WHAT YOU NEED TO DO | Search the data below for the word "trim" and report how many lines contain it, with no added words.
Start of INPUT MATERIAL
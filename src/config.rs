//! Configuration and settings management
//!
//! Loads settings from config files and environment variables and defines
//! the bot's tuning constants.

use config::{Config, ConfigError, Environment, File};
use reqwest::Url;
use serde::{Deserialize, Serialize};

/// Application settings loaded from environment variables
#[derive(Debug, Deserialize, Serialize, Clone)]
pub struct Settings {
    /// Telegram Bot API token
    pub telegram_token: String,

    /// Telegram application id, only meaningful together with the hash
    pub telegram_api_id: Option<String>,
    /// Telegram application hash
    pub telegram_api_hash: Option<String>,

    /// Alternative Bot API server, e.g. a self-hosted `telegram-bot-api`
    pub telegram_api_url: Option<String>,

    /// Target of the "Developer" button
    #[serde(default = "default_developer_url")]
    pub developer_url: String,

    /// yt-dlp executable name or path
    #[serde(default = "default_ytdlp_path")]
    pub ytdlp_path: String,

    /// Netscape cookies file passed to yt-dlp when present
    #[serde(default = "default_cookies_file")]
    pub cookies_file: String,
}

fn default_developer_url() -> String {
    DEFAULT_DEVELOPER_URL.to_string()
}

fn default_ytdlp_path() -> String {
    "yt-dlp".to_string()
}

fn default_cookies_file() -> String {
    "cookies.txt".to_string()
}

impl Settings {
    /// Create new settings by loading from environment and files
    ///
    /// # Examples
    ///
    /// ```no_run
    /// use oxide_media_bot::config::Settings;
    ///
    /// let settings = Settings::new().expect("Failed to load configuration");
    /// ```
    ///
    /// # Errors
    ///
    /// Returns a `ConfigError` if loading fails or the values are inconsistent.
    pub fn new() -> Result<Self, ConfigError> {
        let run_mode = std::env::var("RUN_MODE").unwrap_or_else(|_| "development".into());

        let s = Config::builder()
            .add_source(File::with_name("config/default").required(false))
            .add_source(File::with_name(&format!("config/{run_mode}")).required(false))
            // Not checked into git
            .add_source(File::with_name("config/local").required(false))
            // TELEGRAM_TOKEN -> telegram_token; empty vars count as unset
            .add_source(Environment::default().ignore_empty(true))
            .build()?;

        let settings: Self = s.try_deserialize()?;
        settings.validate()?;
        Ok(settings)
    }

    /// Check that the loaded values are usable.
    ///
    /// # Errors
    ///
    /// Returns `ConfigError::Message` when the token is blank, only one of the
    /// application id and hash is set, the id is not numeric, or the API URL
    /// does not parse.
    pub fn validate(&self) -> Result<(), ConfigError> {
        if self.telegram_token.trim().is_empty() {
            return Err(ConfigError::Message(
                "TELEGRAM_TOKEN must not be empty".to_string(),
            ));
        }

        match (&self.telegram_api_id, &self.telegram_api_hash) {
            (Some(_), None) | (None, Some(_)) => {
                return Err(ConfigError::Message(
                    "TELEGRAM_API_ID and TELEGRAM_API_HASH must be set together".to_string(),
                ));
            }
            (Some(id), Some(_)) if id.trim().parse::<i32>().is_err() => {
                return Err(ConfigError::Message(format!(
                    "TELEGRAM_API_ID must be numeric, got '{id}'"
                )));
            }
            _ => {}
        }

        if let Some(url) = &self.telegram_api_url {
            Url::parse(url).map_err(|e| {
                ConfigError::Message(format!("TELEGRAM_API_URL is not a valid URL: {e}"))
            })?;
        }

        Ok(())
    }

    /// Numeric application id, if configured.
    #[must_use]
    pub fn api_id(&self) -> Option<i32> {
        self.telegram_api_id
            .as_deref()
            .and_then(|id| id.trim().parse().ok())
    }

    /// Parsed Bot API server URL, if configured.
    #[must_use]
    pub fn api_url(&self) -> Option<Url> {
        self.telegram_api_url
            .as_deref()
            .and_then(|url| Url::parse(url).ok())
    }

    /// Secrets that must never appear in log output.
    #[must_use]
    pub fn secrets(&self) -> Vec<String> {
        std::iter::once(self.telegram_token.clone())
            .chain(self.telegram_api_hash.clone())
            .filter(|s| !s.trim().is_empty())
            .collect()
    }
}


/// Target of the "Developer" button when `DEVELOPER_URL` is unset
pub const DEFAULT_DEVELOPER_URL: &str = "https://t.me/deweni2";

/// Telegram limit for inline button callback data, in bytes
pub const TELEGRAM_CALLBACK_DATA_LIMIT: usize = 64;
/// How long a long link stays resolvable from its button
pub const CALLBACK_LINK_TTL_SECS: u64 = 24 * 60 * 60;
/// Upper bound of cached long links
pub const CALLBACK_LINK_CAPACITY: u64 = 10_000;

/// Delay before retrying the initial connection after a network error
pub const CONNECT_RETRY_DELAY_SECS: u64 = 5;
/// Connection attempts before giving up on network errors
pub const CONNECT_MAX_ATTEMPTS: usize = 10;

/// How long a command's error status stays visible before it is deleted
pub const COMMAND_ERROR_LINGER_SECS: u64 = 4;

/// Initial backoff for retried Telegram API calls
pub const TELEGRAM_API_INITIAL_BACKOFF_MS: u64 = 500;
/// Backoff ceiling for retried Telegram API calls
pub const TELEGRAM_API_MAX_BACKOFF_MS: u64 = 4000;
/// Retries for Telegram API calls
pub const TELEGRAM_API_MAX_RETRIES: usize = 3;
End of INPUT MATERIAL
RESPONSE TO THE EXERCISE | 4